◆ WORK INSTRUCTIONS: Please print exactly the line containing "async fn test_generated_codes_are_distinct()" and every line after it to the end of the records below, and nothing more.

◆ RECORDS SUPPLIED:
==================================================

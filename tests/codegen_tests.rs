//! 推广码生成器集成测试

use std::sync::{Arc, Once};

use chrono::{Duration, Utc};
use tempfile::TempDir;

use promolink::codegen::{CodeGenerator, GenerateCodeRequest};
use promolink::config::init_config;
use promolink::errors::PromolinkError;
use promolink::storage::{CodeType, SeaOrmStorage, SharePlatform};

static INIT: Once = Once::new();

fn init_static_config() {
    INIT.call_once(|| {
        init_config();
    });
}

async fn create_temp_storage() -> (Arc<SeaOrmStorage>, TempDir) {
    init_static_config();
    let td = TempDir::new().unwrap();
    let p = td.path().join("codegen_test.db");
    let u = format!("sqlite://{}?mode=rwc", p.display());
    let s = SeaOrmStorage::new(&u, "sqlite").await.unwrap();
    (Arc::new(s), td)
}

fn request(custom_code: Option<&str>) -> GenerateCodeRequest {
    GenerateCodeRequest {
        article_id: "article-1".to_string(),
        code_type: CodeType::Social,
        platform: Some(SharePlatform::Wechat),
        custom_code: custom_code.map(String::from),
        max_uses: None,
        expires_at: None,
        created_by: Some("editor-1".to_string()),
    }
}

#[tokio::test]
async fn test_custom_code_roundtrip() {
    let (storage, _td) = create_temp_storage().await;
    let generator = CodeGenerator::new(storage.clone());

    let code = generator.generate(request(Some("SUMMER24"))).await.unwrap();
    assert_eq!(code.code, "SUMMER24");
    assert!(code.is_custom);

    let found = storage.find_promotion_code("SUMMER24").await.unwrap();
    assert!(found.is_some());
}

/// 同一自定义码任意大小写都是冲突
#[tokio::test]
async fn test_custom_code_duplicate_case_insensitive() {
    let (storage, _td) = create_temp_storage().await;
    let generator = CodeGenerator::new(storage);

    generator.generate(request(Some("SUMMER24"))).await.unwrap();

    let err = generator
        .generate(request(Some("summer24")))
        .await
        .unwrap_err();
    assert!(matches!(err, PromolinkError::DuplicateCode(_)));

    let err = generator
        .generate(request(Some("Summer24")))
        .await
        .unwrap_err();
    assert!(matches!(err, PromolinkError::DuplicateCode(_)));
}

#[tokio::test]
async fn test_custom_code_charset_validation() {
    let (storage, _td) = create_temp_storage().await;
    let generator = CodeGenerator::new(storage);

    for bad in ["ab", "has space", "emoji🎉", &"x".repeat(40)] {
        let err = generator.generate(request(Some(bad))).await.unwrap_err();
        assert!(
            matches!(err, PromolinkError::Validation(_)),
            "expected validation error for {:?}",
            bad
        );
    }
}

/// 生成码带平台前缀，随机段为大写 base36
#[tokio::test]
async fn test_generated_code_shape() {
    let (storage, _td) = create_temp_storage().await;
    let generator = CodeGenerator::new(storage);

    let code = generator.generate(request(None)).await.unwrap();
    assert!(!code.is_custom);

    let (prefix, segment) = code.code.split_once('_').unwrap();
    assert_eq!(prefix, "WX");
    assert!((6..=8).contains(&segment.len()));
    assert!(
        segment
            .chars()
            .all(|c| c.is_ascii_uppercase() || c.is_ascii_digit())
    );
}

/// 无平台时回退到类型前缀
#[tokio::test]
async fn test_generated_code_type_prefix_fallback() {
    let (storage, _td) = create_temp_storage().await;
    let generator = CodeGenerator::new(storage);

    let mut req = request(None);
    req.platform = None;
    req.code_type = CodeType::Referral;

    let code = generator.generate(req).await.unwrap();
    assert!(code.code.starts_with("REF_"));
}

/// 连续生成互不相同
#[tokio::test]
async fn test_generated_codes_are_distinct() {
    let (storage, _td) = create_temp_storage().await;
    let generator = CodeGenerator::new(storage);

    let mut seen = std::collections::HashSet::new();
    for _ in 0..20 {
        let code = generator.generate(request(None)).await.unwrap();
        assert!(seen.insert(code.code.clone()), "duplicate: {}", code.code);
    }
}

#[tokio::test]
async fn test_request_validation() {
    let (storage, _td) = create_temp_storage().await;
    let generator = CodeGenerator::new(storage);

    let mut req = request(None);
    req.max_uses = Some(0);
    assert!(matches!(
        generator.generate(req).await.unwrap_err(),
        PromolinkError::Validation(_)
    ));

    let mut req = request(None);
    req.expires_at = Some(Utc::now() - Duration::hours(1));
    assert!(matches!(
        generator.generate(req).await.unwrap_err(),
        PromolinkError::Validation(_)
    ));

    let mut req = request(None);
    req.article_id = String::new();
    assert!(matches!(
        generator.generate(req).await.unwrap_err(),
        PromolinkError::Validation(_)
    ));
}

==================================================

◆ RESPONSE:
async fn test_generated_codes_are_distinct() {
    let (storage, _td) = create_temp_storage().await;
    let generator = CodeGenerator::new(storage);

    let mut seen = std::collections::HashSet::new();
    for _ in 0..20 {
        let code = generator.generate(request(None)).await.unwrap();
        assert!(seen.insert(code.code.clone()), "duplicate: {}", code.code);
    }
}

#[tokio::test]
async fn test_request_validation() {
    let (storage, _td) = create_temp_storage().await;
    let generator = CodeGenerator::new(storage);

    let mut req = request(None);
    req.max_uses = Some(0);
    assert!(matches!(
        generator.generate(req).await.unwrap_err(),
        PromolinkError::Validation(_)
    ));

    let mut req = request(None);
    req.expires_at = Some(Utc::now() - Duration::hours(1));
    assert!(matches!(
        generator.generate(req).await.unwrap_err(),
        PromolinkError::Validation(_)
    ));

    let mut req = request(None);
    req.article_id = String::new();
    assert!(matches!(
        generator.generate(req).await.unwrap_err(),
        PromolinkError::Validation(_)
    ));
}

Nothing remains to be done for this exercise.